*INSTRUCTIONS TO FOLLOW:* The lines below starting at the line containing "repository fb4b0ff97b945179" and ending at the line containing "use crate::simple_codec::SimpleDecoder;" are to be repeated exactly, with both ends kept and nothing else added.

::: INPUT MATERIAL :::

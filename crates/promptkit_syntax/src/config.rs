//! Decoding options for prompt documents.

use promptkit_core::lang::front_matter::MIN_MARKER_LENGTH;

use crate::tokens::SHORT_TEXT_MAX;

/// Which decoder stages run, and their tunables.
#[derive(Debug, Clone, PartialEq, Eq)]
pub struct ParseOptions {
    /// Recognize a `---` front-matter header at the start of the document.
    pub front_matter: bool,
    /// Recognize markdown links, images and comments.
    pub markdown: bool,
    /// Recognize `#`, `@`, `/` and `${}` chat-prompt references.
    pub prompt_references: bool,
    /// Minimum number of dashes in a header marker (clamped to at least 1).
    pub marker_min_dashes: usize,
    /// Maximum length of token previews in debug listings.
    pub short_text_max: usize,
}

impl Default for ParseOptions {
    fn default() -> Self {
        Self {
            front_matter: true,
            markdown: true,
            prompt_references: true,
            marker_min_dashes: MIN_MARKER_LENGTH,
            short_text_max: SHORT_TEXT_MAX,
        }
    }
}

impl ParseOptions {
    pub fn new() -> Self {
        Self::default()
    }

    pub fn with_front_matter(mut self, enabled: bool) -> Self {
        self.front_matter = enabled;
        self
    }

    pub fn with_markdown(mut self, enabled: bool) -> Self {
        self.markdown = enabled;
        self
    }

    pub fn with_prompt_references(mut self, enabled: bool) -> Self {
        self.prompt_references = enabled;
        self
    }

    pub fn with_marker_min_dashes(mut self, dashes: usize) -> Self {
        self.marker_min_dashes = dashes.max(1);
        self
    }

    pub fn with_short_text_max(mut self, max: usize) -> Self {
        self.short_text_max = max;
        self
    }
}

#[cfg(test)]
mod tests {
    use super::*;

    #[test]
    fn test_default_enables_every_stage() {
        let options = ParseOptions::default();
        assert!(options.front_matter);
        assert!(options.markdown);
        assert!(options.prompt_references);
        assert_eq!(options.marker_min_dashes, 3);
        assert_eq!(options.short_text_max, 32);
    }

    #[test]
    fn test_new_equals_default() {
        assert_eq!(ParseOptions::new(), ParseOptions::default());
    }

    #[test]
    fn test_builder_chain() {
        let options = ParseOptions::new()
            .with_markdown(false)
            .with_prompt_references(false)
            .with_short_text_max(10);
        assert!(options.front_matter);
        assert!(!options.markdown);
        assert!(!options.prompt_references);
        assert_eq!(options.short_text_max, 10);
    }

    #[test]
    fn test_marker_dashes_clamped() {
        assert_eq!(ParseOptions::new().with_marker_min_dashes(0).marker_min_dashes, 1);
        assert_eq!(ParseOptions::new().with_marker_min_dashes(5).marker_min_dashes, 5);
    }

    #[test]
    fn test_builder_override() {
        let options = ParseOptions::new().with_front_matter(false).with_front_matter(true);
        assert!(options.front_matter);
    }
}
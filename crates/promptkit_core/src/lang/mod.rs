//! promptkit vocabulary registries.
//!
//! This module is the "front door" for the fixed alphabet the decoders consume: single-character symbols,
//! front-matter literals, chat-prompt reference triggers and the known prompt header fields.
//!
//! The design goal is to avoid stringly-typed checks scattered across the grammars. Callers work with
//! **stable IDs** (e.g. `SymbolId`, `ReferenceKind`) and look up spellings/metadata via registry tables.
//!
//! ## Examples
//! ```rust
//! use promptkit_core::lang::symbols::{self, SymbolId};
//!
//! assert_eq!(symbols::from_char(':'), Some(SymbolId::Colon));
//! assert_eq!(symbols::as_char(SymbolId::Dash), '-');
//! assert_eq!(symbols::from_char('a'), None);
//! ```

pub mod front_matter;
pub mod header_fields;
pub mod prompt;
pub mod registry;
pub mod symbols;
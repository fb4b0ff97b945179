//! Document facade: the simple codec followed by the enabled decoder stages.
//!
//! Stage order is fixed: front-matter header, then markdown, then chat-prompt references. A later stage sees the
//! tokens of an earlier one as opaque, so a `#` inside a markdown link is never a prompt variable.

use serde::Serialize;

use crate::config::ParseOptions;
use crate::diagnostics::SyntaxResult;
use crate::front_matter::FrontMatterRecord;
use crate::markdown::{MarkdownDecoder, MarkdownLink, MarkdownToken};
use crate::markdown_extensions::{FrontMatterHeader, FrontMatterHeaderGrammar, MarkdownExtensionsDecoder};
use crate::metadata::{HeaderDiagnostic, PromptMetadata};
use crate::parser_base::{Decoder, Pipeline};
use crate::prompt::{self, PromptDecoder, PromptToken};
use crate::simple_codec::SimpleDecoder;
use crate::tokens::{BaseToken, Range, SimpleToken, Token, render};

/// Chain the decoder stages `options` enables.
pub fn build_pipeline(options: &ParseOptions) -> Pipeline {
    let mut pipeline = Pipeline::new();
    if options.front_matter {
        pipeline = pipeline.with_stage(MarkdownExtensionsDecoder::new(FrontMatterHeaderGrammar::new(
            options.marker_min_dashes,
        )));
    }
    if options.markdown {
        pipeline = pipeline.with_stage(MarkdownDecoder::default());
    }
    if options.prompt_references {
        pipeline = pipeline.with_stage(PromptDecoder::default());
    }
    pipeline
}

/// Push-based decoding of a prompt arriving in chunks.
pub struct PromptStream {
    simple: SimpleDecoder,
    pipeline: Pipeline,
}

impl PromptStream {
    pub fn new(options: &ParseOptions) -> Self {
        Self {
            simple: SimpleDecoder::new(),
            pipeline: build_pipeline(options),
        }
    }

    /// Feed a chunk, returning the tokens it completes.
    ///
    /// ## Errors
    /// - Propagates contract violations from the decoder stages.
    pub fn write(&mut self, chunk: &str) -> SyntaxResult<Vec<Token>> {
        let mut out = Vec::new();
        for token in self.simple.write(chunk) {
            self.pipeline.push(token.into(), &mut out)?;
        }
        Ok(out)
    }

    /// End the stream, returning every token still held by the codec or a stage.
    ///
    /// ## Errors
    /// - Propagates contract violations from the decoder stages.
    pub fn finish(mut self) -> SyntaxResult<Vec<Token>> {
        let mut out = Vec::new();
        for token in self.simple.end() {
            self.pipeline.push(token.into(), &mut out)?;
        }
        self.pipeline.end(&mut out)?;
        Ok(out)
    }
}

/// Serializable one-line view of a token for listings.
#[derive(Debug, Clone, PartialEq, Eq, Serialize)]
pub struct TokenSummary {
    pub kind: &'static str,
    pub range: Range,
    pub text: String,
}

impl TokenSummary {
    /// Summarize `token`, truncating its text to `max_length` characters.
    pub fn new<T: BaseToken>(kind: &'static str, token: &T, max_length: usize) -> Self {
        Self {
            kind,
            range: token.range(),
            text: token.short_text(max_length),
        }
    }
}

/// A decoded prompt file.
#[derive(Debug, Clone, PartialEq, Eq)]
pub struct PromptDocument {
    tokens: Vec<Token>,
}

impl PromptDocument {
    pub fn from_tokens(tokens: Vec<Token>) -> Self {
        Self { tokens }
    }

    pub fn tokens(&self) -> &[Token] {
        &self.tokens
    }

    pub fn into_tokens(self) -> Vec<Token> {
        self.tokens
    }

    /// The front-matter header, if the document opens with one.
    pub fn header(&self) -> Option<&FrontMatterHeader> {
        match self.tokens.first() {
            Some(Token::Header(header)) => Some(header),
            _ => None,
        }
    }

    /// Header records; empty without a header.
    ///
    /// ## Errors
    /// - Propagates contract violations from the front-matter grammar.
    pub fn records(&self) -> SyntaxResult<Vec<FrontMatterRecord>> {
        match self.header() {
            Some(header) => header.records(),
            None => Ok(Vec::new()),
        }
    }

    /// Known header fields and the problems found reading them.
    ///
    /// ## Errors
    /// - Propagates contract violations from the front-matter grammar.
    pub fn metadata(&self) -> SyntaxResult<(PromptMetadata, Vec<HeaderDiagnostic>)> {
        Ok(PromptMetadata::from_records(&self.records()?))
    }

    pub fn references(&self) -> impl Iterator<Item = &PromptToken> {
        prompt::references(&self.tokens)
    }

    /// Links and image links in the body.
    pub fn links(&self) -> impl Iterator<Item = &MarkdownLink> {
        self.tokens.iter().filter_map(|token| match token {
            Token::Markdown(markdown) => markdown.as_link(),
            _ => None,
        })
    }

    pub fn comments(&self) -> impl Iterator<Item = &MarkdownToken> {
        self.tokens
            .iter()
            .filter_map(|token| match token {
                Token::Markdown(markdown) => Some(markdown),
                _ => None,
            })
            .filter(|markdown| matches!(markdown, MarkdownToken::Comment(_)))
    }

    /// The simple tokens every decoded token was built from.
    pub fn leaves(&self) -> Vec<SimpleToken> {
        let mut out = Vec::new();
        for token in &self.tokens {
            token.collect_leaves(&mut out);
        }
        out
    }

    pub fn summaries(&self, max_length: usize) -> Vec<TokenSummary> {
        self.tokens
            .iter()
            .map(|token| TokenSummary::new(token.kind_name(), token, max_length))
            .collect()
    }

    /// Source text; identical to the input.
    pub fn render(&self) -> String {
        render(&self.tokens, "")
    }
}

/// Decode a whole prompt document.
///
/// ## Errors
/// - Propagates contract violations from the decoder stages (never raised for malformed input).
#[tracing::instrument(skip_all, fields(len = text.len()))]
pub fn parse_document(text: &str, options: &ParseOptions) -> SyntaxResult<PromptDocument> {
    let mut stream = PromptStream::new(options);
    let mut tokens = stream.write(text)?;
    tokens.extend(stream.finish()?);
    tracing::debug!(tokens = tokens.len(), "decoded document");
    Ok(PromptDocument::from_tokens(tokens))
}

#[cfg(test)]
mod tests {
    use super::*;
    use crate::simple_codec::tokenize;

    const PROMPT: &str = "---\ndescription: 'Explain code'\nmode: agent\n---\n\
        Explain #file:./main.rs to @workspace and see [docs](./README.md).\n<!-- internal -->\n";

    #[test]
    fn test_parse_full_prompt() {
        let document = parse_document(PROMPT, &ParseOptions::default()).unwrap();
        assert_eq!(document.render(), PROMPT);

        let header = document.header().unwrap();
        assert_eq!(header.range(), Range::new(1, 1, 4, 5));
        let (metadata, diagnostics) = document.metadata().unwrap();
        assert!(diagnostics.is_empty());
        assert_eq!(metadata.description.as_deref(), Some("Explain code"));
        assert_eq!(metadata.mode.as_deref(), Some("agent"));

        let references: Vec<_> = document.references().collect();
        assert_eq!(references.len(), 2);
        assert_eq!(references[0].kind_name(), "FileReference");
        assert_eq!(references[1].name(), "workspace");

        let links: Vec<_> = document.links().collect();
        assert_eq!(links.len(), 1);
        assert_eq!(links[0].reference(), "./README.md");
        assert_eq!(document.comments().count(), 1);
    }

    #[test]
    fn test_leaves_match_simple_tokens() {
        let document = parse_document(PROMPT, &ParseOptions::default()).unwrap();
        assert_eq!(document.leaves(), tokenize(PROMPT));
    }

    #[test]
    fn test_disabled_stages_leave_text_plain() {
        let options = ParseOptions::new()
            .with_front_matter(false)
            .with_markdown(false)
            .with_prompt_references(false);
        let document = parse_document(PROMPT, &options).unwrap();
        assert!(document.tokens().iter().all(|t| t.as_simple().is_some()));
        assert_eq!(document.render(), PROMPT);
        assert!(document.records().unwrap().is_empty());
    }

    #[test]
    fn test_markdown_disabled_keeps_references() {
        let document = parse_document("see [a](#b) @x", &ParseOptions::new().with_markdown(false)).unwrap();
        assert_eq!(document.links().count(), 0);
        let names: Vec<_> = document.references().map(PromptToken::name).collect();
        assert_eq!(names, ["x"]);
    }

    #[test]
    fn test_reference_inside_link_is_opaque() {
        let document = parse_document("[a](#b) #c", &ParseOptions::default()).unwrap();
        assert_eq!(document.links().count(), 1);
        let names: Vec<_> = document.references().map(PromptToken::name).collect();
        assert_eq!(names, ["c"]);
    }

    #[test]
    fn test_stream_in_small_chunks_matches_whole_document() {
        let options = ParseOptions::default();
        let whole = parse_document(PROMPT, &options).unwrap();

        let mut stream = PromptStream::new(&options);
        let mut tokens = Vec::new();
        let chars: Vec<char> = PROMPT.chars().collect();
        for chunk in chars.chunks(3) {
            let chunk: String = chunk.iter().collect();
            tokens.extend(stream.write(&chunk).unwrap());
        }
        tokens.extend(stream.finish().unwrap());
        assert_eq!(tokens, whole.into_tokens());
    }

    #[test]
    fn test_document_without_header() {
        let document = parse_document("Just /fix it", &ParseOptions::default()).unwrap();
        assert!(document.header().is_none());
        assert_eq!(document.references().count(), 1);
        let (metadata, diagnostics) = document.metadata().unwrap();
        assert_eq!(metadata, PromptMetadata::default());
        assert!(diagnostics.is_empty());
    }

    #[test]
    fn test_summaries() {
        let document = parse_document("Use @workspace", &ParseOptions::default()).unwrap();
        let summaries = document.summaries(5);
        assert_eq!(summaries.len(), 3);
        assert_eq!(summaries[2].kind, "PromptAtMention");
        assert_eq!(summaries[2].text, "@wor…");
        assert_eq!(summaries[2].range, Range::new(1, 5, 1, 15));
    }

    #[test]
    fn test_pipeline_stage_count() {
        assert_eq!(build_pipeline(&ParseOptions::default()).len(), 3);
        let options = ParseOptions::new()
            .with_front_matter(false)
            .with_markdown(false)
            .with_prompt_references(false);
        assert!(build_pipeline(&options).is_empty());
    }
}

:::

*REPLY TO THE EXERCISE:*
repository fb4b0ff97b945179
//! Document facade: the simple codec followed by the enabled decoder stages.
//!
//! Stage order is fixed: front-matter header, then markdown, then chat-prompt references. A later stage sees the
//! tokens of an earlier one as opaque, so a `#` inside a markdown link is never a prompt variable.

use serde::Serialize;

use crate::config::ParseOptions;
use crate::diagnostics::SyntaxResult;
use crate::front_matter::FrontMatterRecord;
use crate::markdown::{MarkdownDecoder, MarkdownLink, MarkdownToken};
use crate::markdown_extensions::{FrontMatterHeader, FrontMatterHeaderGrammar, MarkdownExtensionsDecoder};
use crate::metadata::{HeaderDiagnostic, PromptMetadata};
use crate::parser_base::{Decoder, Pipeline};
use crate::prompt::{self, PromptDecoder, PromptToken};
use crate::simple_codec::SimpleDecoder;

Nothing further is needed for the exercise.